Setup your new IDE to support arduino development

Visual studio code: extensionsYou’ll need to install the following software to get started:

  • The original arduino IDE: yes, this is still a bit of a bummer, VSC still requires the original editor, primarily for it’s build chain and device management. Though, this means that any device working with your original editor, will also work with VSC without having to do anything extra.
  • Visual studio code of course.
  • And finally the arduino extension for VSC

The first 2 are easy enough: just download the software and run the installer.

The final step can perhaps use a little more explanation if you are not used to working with VSC. There are multiple ways you can go about this, but the easiest procedure that I have found is to:

  • Open visual studio code
  • go to the extensions view: click on the bottom icon in left toolbar or press ctrl+shift+x
  • search for the arduino plugin. Note: there are multiple versions from different people. It’s best to go with the one provided by Microsoft themselves.
  • Press the install button
  • reload your editor and you are ready.

Working with VSC

Visual studio code works primarily with commands. These depend on the extension that you are working with/want to use. In the case of the arduino extension, you have several commands at your disposal:

  • upload
  • verify
  • open/close the serial monitor
  • change the baut rate
  • select your board
  • manage available boards

To show the list of commands and select one, just press F1. If you type in the first letters of arduino, the list will filter and only show all the available arduino commands. From there, depending on the command that you select, a new dialog pops up or the command executes.

Trouble shooting

Are you getting this error after installing the extension?

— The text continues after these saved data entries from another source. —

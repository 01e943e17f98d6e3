//! PWM channel / controller assignments for the Raspberry Pi 5 header.
//!
//! Single source of truth for the defaults in
//! [`TunerConfig`](crate::config::TunerConfig).  Change an assignment here
//! and it propagates to every default.

// ---------------------------------------------------------------------------
// Axis outputs
// ---------------------------------------------------------------------------

/// PAN servo: GPIO12 = hardware PWM channel 0.
pub const PAN_CHANNEL: u32 = 0;
/// TILT servo: GPIO13 = hardware PWM channel 1.
pub const TILT_CHANNEL: u32 = 1;

// ---------------------------------------------------------------------------
// PWM controllers
// ---------------------------------------------------------------------------

/// On the Pi 5 the RP1 PWM block usually shows up as pwmchip2.
pub const PREFERRED_CONTROLLER: u32 = 2;
/// Older kernels / other boards expose it as pwmchip0.
pub const FALLBACK_CONTROLLER: u32 = 0;

/// Root of the kernel PWM class.
pub const SYSFS_PWM_ROOT: &str = "/sys/class/pwm";

// ---------------------------------------------------------------------------
// Servo signal
// ---------------------------------------------------------------------------

/// Standard hobby-servo frame rate.
pub const SERVO_PWM_FREQ_HZ: f64 = 50.0;
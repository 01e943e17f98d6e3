//! Motion smoothing: pulse mapping, per-axis stepping, deadband, sweeps.
//!
//! Pure logic with no threads or I/O; the
//! [`MotionController`](crate::app::service::MotionController) drives it.

pub mod axis;
pub mod motion;
pub mod pulse;
pub mod sweep;
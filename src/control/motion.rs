//! One control-loop step for one axis, with deadband filtering.

use super::axis::Axis;

/// Result of stepping one axis for one tick.
#[derive(Debug, Clone, Copy, PartialEq)]
pub struct AxisStep {
    /// Position to commit, whether or not it is written.
    pub angle: f64,
    /// Whether the move is large enough to send to the PWM output.
    pub write: bool,
}

/// Step a snapshot of `axis` by at most `max_step` degrees.
///
/// The hardware write is suppressed unless the move exceeds `deadband`
/// degrees.  The returned angle must be committed either way or the
/// bookkeeping drifts away from the target.
pub fn plan_step(mut axis: Axis, max_step: f64, deadband: f64) -> AxisStep {
    let before = axis.current();
    let angle = axis.step_toward_target(max_step);
    AxisStep {
        angle,
        write: (angle - before).abs() > deadband,
    }
}
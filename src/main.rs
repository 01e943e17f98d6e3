//! Pan/tilt servo tuner: main entry point.
//!
//! ```text
//! ┌──────────────────────────────────────────────────────────┐
//! │  Console (stdin/stdout)                                  │
//! │        │ AppCommand                                      │
//! │        ▼                                                 │
//! │  MotionController ── motion-loop thread (update_hz) ──┐  │
//! │        │                                              │  │
//! │  ───────────── PwmBackend / PwmChannel ports ──────── │  │
//! │        ▼                                              ▼  │
//! │  SysfsBackend (/sys/class/pwm)   or   SimBackend         │
//! └──────────────────────────────────────────────────────────┘
//! ```

use std::fs;
use std::io;
use std::path::{Path, PathBuf};

use anyhow::{Context, Result};
use clap::Parser;
use log::{LevelFilter, info, warn};

use pantilt::adapters::console::Console;
use pantilt::app::ports::PwmBackend;
use pantilt::app::service::MotionController;
use pantilt::config::TunerConfig;
use pantilt::drivers::sim_pwm::SimBackend;
use pantilt::drivers::sysfs_pwm::SysfsBackend;

/// Interactive tuner for a pan/tilt servo pair on hardware PWM.
#[derive(Parser, Debug)]
#[command(author, version, about)]
struct Args {
    /// JSON configuration file; missing fields take their defaults
    #[arg(short, long)]
    config: Option<PathBuf>,

    /// Drive in-memory PWM channels instead of /sys/class/pwm
    #[arg(long)]
    simulate: bool,

    /// Log level (error, warn, info, debug, trace); overrides RUST_LOG
    #[arg(long)]
    log_level: Option<LevelFilter>,

    /// Print the effective configuration as JSON and exit
    #[arg(long)]
    dump_config: bool,
}

fn main() -> Result<()> {
    let args = Args::parse();
    init_logger(args.log_level);

    let config = load_config(args.config.as_deref())?;
    if args.dump_config {
        println!("{}", serde_json::to_string_pretty(&config)?);
        return Ok(());
    }
    config.validate().context("invalid configuration")?;

    info!("pantilt v{}", env!("CARGO_PKG_VERSION"));

    let mut backend: Box<dyn PwmBackend> = if args.simulate {
        info!("using simulated PWM outputs");
        Box::new(SimBackend::new())
    } else {
        Box::new(SysfsBackend::new(&config.sysfs_root))
    };
    let controller =
        MotionController::new(&config, backend.as_mut()).context("starting motion controller")?;

    let status = controller.status();
    if !status.pan.connected && !status.tilt.connected {
        warn!(
            "no PWM output acquired under {}; commands only update bookkeeping \
             (enable the PWM overlay, or run with --simulate)",
            config.sysfs_root.display()
        );
    }

    let stdin = io::stdin();
    let stdout = io::stdout();
    Console::new(&controller, config.sweep, stdin.lock(), stdout.lock())
        .run()
        .context("console I/O")?;
    Ok(())
}

fn init_logger(level: Option<LevelFilter>) {
    let mut builder =
        env_logger::Builder::from_env(env_logger::Env::default().default_filter_or("info"));
    if let Some(level) = level {
        builder.filter_level(level);
    }
    builder.init();
}

fn load_config(path: Option<&Path>) -> Result<TunerConfig> {
    let Some(path) = path else {
        return Ok(TunerConfig::default());
    };
    let text = fs::read_to_string(path)
        .with_context(|| format!("reading config {}", path.display()))?;
    let config = TunerConfig::from_json(&text)
        .with_context(|| format!("parsing config {}", path.display()))?;
    info!("loaded config from {}", path.display());
    Ok(config)
}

Error: Cannot find the arduino installation path. Please specify the “arduino.path” in the User Settings

Probable causes:

  • You have not yet installed the original arduino IDE, so go ahead and install it now. Don’t forget to restart VSC or it wont see the changes.
  • You have installed it, but you specified a different directory. To solve this, in VSC, open the user settings: go to file/preferences/settings (or press Ctrl+comma), and find the line
    "arduino.path": "",

    Here, you can specify your custom path.

And that’s it. I hope you will enjoy this editor as much as I have.

2 thoughts on “Visual studio code as an arduino IDE

    • deebobo Post authorReply

      Ahh, Thanks for the heads up. That was linking to an article which is not yet ready for publication. I’ve temporarily removed the link until the post is ready. It was originally about debugging with the sodaq board. But recently, there are the new arduino iot boards which also use arm processors, so they should allow for debugging, that is, if the pins are exported on the boards (I’ve ordered some devices).